Y vamos más allá todavía. No conforme con la posibilidad de la muerte, el hombre concreto que nos presenta Don Miguel no quiere jamás dejar de ser él mismo. Morir para pasar a ser otra cosa, lejos de ser suficiente o reconfortante, es más bien motivo de pavura: «No quiero morirme, no; no quiero, ni quiero quererlo; quiero vivir siempre, siempre, siempre, y vivir yo, este pobre yo que me soy y me siento ser ahora y aquí, y por esto me tortura el problema de la duración de mi alma, de la mía propia.». La reflexión seguirá girando en torno a la dignidad que conferimos a nuestra propia existencia en cuanto que aún pudiendo vivir en condiciones que consideremos no óptimas, podamos tener el valor que aceptarnos y encarar nuestra vida con esta guía: haga lo que haga, me suceda lo que me  suceda, ésta es mi vida y así estoy dispuesto no sólo a transcurrirla, sino también a desear que así sea, para mí, por siempre.
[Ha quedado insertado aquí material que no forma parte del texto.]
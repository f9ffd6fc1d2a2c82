//! Win, draw and terminal-state classification

use serde::{Deserialize, Serialize};

use crate::board::{Board, Direction, Side, Window};

/// Status of a board after a move
#[derive(Clone, Copy, Debug, PartialEq, Eq, Hash, Serialize, Deserialize)]
pub enum TerminalStatus {
    InProgress,
    Win(Side),
    Draw,
}

impl TerminalStatus {
    pub fn is_terminal(self) -> bool {
        self != TerminalStatus::InProgress
    }

    pub fn winner(self) -> Option<Side> {
        match self {
            TerminalStatus::Win(side) => Some(side),
            _ => None,
        }
    }
}

fn is_run(board: &Board, window: &Window, side: Side) -> bool {
    let piece = side.piece();
    window
        .cells
        .iter()
        .all(|&(row, col)| board.cell(row, col) == piece)
}

/// Check for four in a row in a single direction
pub fn is_win_in(board: &Board, side: Side, direction: Direction) -> bool {
    board
        .windows_in(direction)
        .any(|window| is_run(board, &window, side))
}

/// Check for four in a row in any direction
pub fn is_win(board: &Board, side: Side) -> bool {
    board.windows().any(|window| is_run(board, &window, side))
}

/// Every window completely held by `side`, each reported once
pub fn winning_windows(board: &Board, side: Side) -> Vec<Window> {
    board
        .windows()
        .filter(|window| is_run(board, window, side))
        .collect()
}

/// Board is full and nobody has won
pub fn is_draw(board: &Board) -> bool {
    board.is_full() && !is_win(board, Side::Player) && !is_win(board, Side::Ai)
}

/// Classify the board after `side_just_moved` placed a piece
pub fn classify(board: &Board, side_just_moved: Side) -> TerminalStatus {
    if is_win(board, side_just_moved) {
        TerminalStatus::Win(side_just_moved)
    } else if is_draw(board) {
        TerminalStatus::Draw
    } else {
        TerminalStatus::InProgress
    }
}

#[cfg(test)]
mod tests {
    use super::*;

    fn place(board: &mut Board, cells: &[(usize, usize)], side: Side) {
        for &(row, col) in cells {
            board.drop_piece(row, col, side);
        }
    }

    /// Full 6x7 board with no four in a row for either side (top row first)
    fn drawn_board() -> Board {
        let rows = [
            "OOXXOOX",
            "OOXXOOX",
            "XXOOXXO",
            "OOXXOOX",
            "XXOOXXO",
            "XXOOXXO",
        ];
        let mut board = Board::new(6, 7);
        for (i, line) in rows.iter().enumerate() {
            let row = rows.len() - 1 - i;
            for (col, symbol) in line.chars().enumerate() {
                let side = if symbol == 'X' { Side::Player } else { Side::Ai };
                board.drop_piece(row, col, side);
            }
        }
        board
    }

    #[test]
    fn find_winner_horizontally() {
        let mut board = Board::default();
        place(&mut board, &[(0, 0), (0, 1), (0, 2)], Side::Player);
        assert!(!is_win_in(&board, Side::Player, Direction::Horizontal));
        assert!(!is_win(&board, Side::Player));

        board.drop_piece(0, 3, Side::Player);
        assert!(is_win_in(&board, Side::Player, Direction::Horizontal));
        assert!(is_win(&board, Side::Player));
        assert!(!is_win(&board, Side::Ai));
    }

    #[test]
    fn find_winner_vertically() {
        let mut board = Board::default();
        place(&mut board, &[(0, 5), (1, 5), (2, 5)], Side::Ai);
        assert!(!is_win(&board, Side::Ai));

        board.drop_piece(3, 5, Side::Ai);
        assert!(is_win_in(&board, Side::Ai, Direction::Vertical));
        assert!(is_win(&board, Side::Ai));
        assert!(!is_win(&board, Side::Player));
    }

    #[test]
    fn find_winner_diagonally() {
        // direction=/, winner=no
        {
            let mut board = Board::default();
            place(&mut board, &[(0, 0), (1, 1), (2, 2), (4, 3)], Side::Player);
            assert!(!is_win(&board, Side::Player));
        }
        // direction=/, winner=yes
        {
            let mut board = Board::default();
            place(&mut board, &[(0, 3), (1, 4), (2, 5), (3, 6)], Side::Player);
            assert!(is_win_in(&board, Side::Player, Direction::DiagonalUp));
            assert!(!is_win_in(&board, Side::Player, Direction::DiagonalDown));
        }
        // direction=\, winner=yes
        {
            let mut board = Board::default();
            place(&mut board, &[(4, 3), (3, 4), (2, 5), (1, 6)], Side::Ai);
            assert!(is_win_in(&board, Side::Ai, Direction::DiagonalDown));
            assert!(is_win(&board, Side::Ai));
        }
        // smallest board, both diagonals
        {
            let mut board = Board::new(4, 4);
            place(&mut board, &[(0, 0), (1, 1), (2, 2), (3, 3)], Side::Player);
            place(&mut board, &[(0, 3), (1, 2), (2, 1), (3, 0)], Side::Ai);
            assert!(is_win_in(&board, Side::Player, Direction::DiagonalUp));
            assert!(is_win_in(&board, Side::Ai, Direction::DiagonalDown));
        }
    }

    #[test]
    fn test_each_run_detected_once() {
        let runs: [(Direction, [(usize, usize); 4]); 4] = [
            (Direction::Horizontal, [(2, 1), (2, 2), (2, 3), (2, 4)]),
            (Direction::Vertical, [(1, 6), (2, 6), (3, 6), (4, 6)]),
            (Direction::DiagonalUp, [(1, 0), (2, 1), (3, 2), (4, 3)]),
            (Direction::DiagonalDown, [(5, 2), (4, 3), (3, 4), (2, 5)]),
        ];

        for (direction, cells) in runs {
            let mut board = Board::default();
            place(&mut board, &cells, Side::Player);

            let found = winning_windows(&board, Side::Player);
            assert_eq!(found.len(), 1, "{:?} run should be found exactly once", direction);
            assert_eq!(found[0].direction, direction);

            let mut expected = cells;
            let mut actual = found[0].cells;
            expected.sort();
            actual.sort();
            assert_eq!(actual, expected);
        }
    }

    #[test]
    fn test_two_distinct_runs() {
        let mut board = Board::default();
        place(&mut board, &[(0, 0), (0, 1), (0, 2), (0, 3)], Side::Ai);
        place(&mut board, &[(1, 6), (2, 6), (3, 6), (4, 6)], Side::Ai);
        assert_eq!(winning_windows(&board, Side::Ai).len(), 2);
    }

    #[test]
    fn test_three_is_not_a_win() {
        let mut board = Board::default();
        place(&mut board, &[(0, 0), (0, 1), (0, 2)], Side::Player);
        assert!(!is_win(&board, Side::Player));
        assert_eq!(classify(&board, Side::Player), TerminalStatus::InProgress);
    }

    #[test]
    fn test_full_board_without_winner_is_draw() {
        let board = drawn_board();
        assert!(board.is_full());
        assert!(!is_win(&board, Side::Player));
        assert!(!is_win(&board, Side::Ai));
        assert!(is_draw(&board));
        assert_eq!(classify(&board, Side::Player), TerminalStatus::Draw);
        assert_eq!(classify(&board, Side::Ai), TerminalStatus::Draw);
    }

    #[test]
    fn test_classify_win() {
        let mut board = Board::default();
        place(&mut board, &[(0, 2), (1, 2), (2, 2), (3, 2)], Side::Ai);
        let status = classify(&board, Side::Ai);
        assert_eq!(status, TerminalStatus::Win(Side::Ai));
        assert!(status.is_terminal());
        assert_eq!(status.winner(), Some(Side::Ai));
        assert!(!is_draw(&board));
    }
}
Repetimos la interpelación: difícil, ¿no? 

Semejante dilucidación no depende del orgullo o de la épica con la cual los insensatos bravucones típicamente pedantes se autoperciben, sino más bien de la decisión sobria de existir sin el resentimiento constante que produce la sensación frustrante y persistente de haber querido ser o hacer otra cosa que no somos. En este sentido la filosofía no es un tipo de saber abstracto y teórico, se torna un modo de vida práctico y vital, cotidiano y pretendidamente eterno. A la manera como el estoicismo nos ha propuesto literalmente una forma de vida que esquive las pasiones negativas, el existencialismo vitalista de Nietzsche y Unamuno nos invita pensar en una eternidad (en un caso, imaginaria, en otro, pretendida) que se gesta en un presente fáctico y escurridizo en el cual no debe dase espacio alguno al resentimiento y las lamentaciones que tornan “lo que fui ayer allí, lo que soy aquí y ahora” en un insufrible y permanente “lo que no fui ayer, lo que no estoy pudiendo ser hoy, y lo que jamás seré luego”. 

El tormento de Bauer al darse cuenta que su vida es voluntariamente miserable y que podría serlo así por siempre, reveló su camino hacia la felicidad: mientras estés vivo, realmente vivo, estás a tiempo de dejar de ser eso que jamás quisiste ser. Mientras vivas a la manera de la aceptación de tu existencia (no hay que confundir esto con conformismo en absoluto), no hay razón para no querer vivirla, así, sin lamentaciones limitantes, por siempre.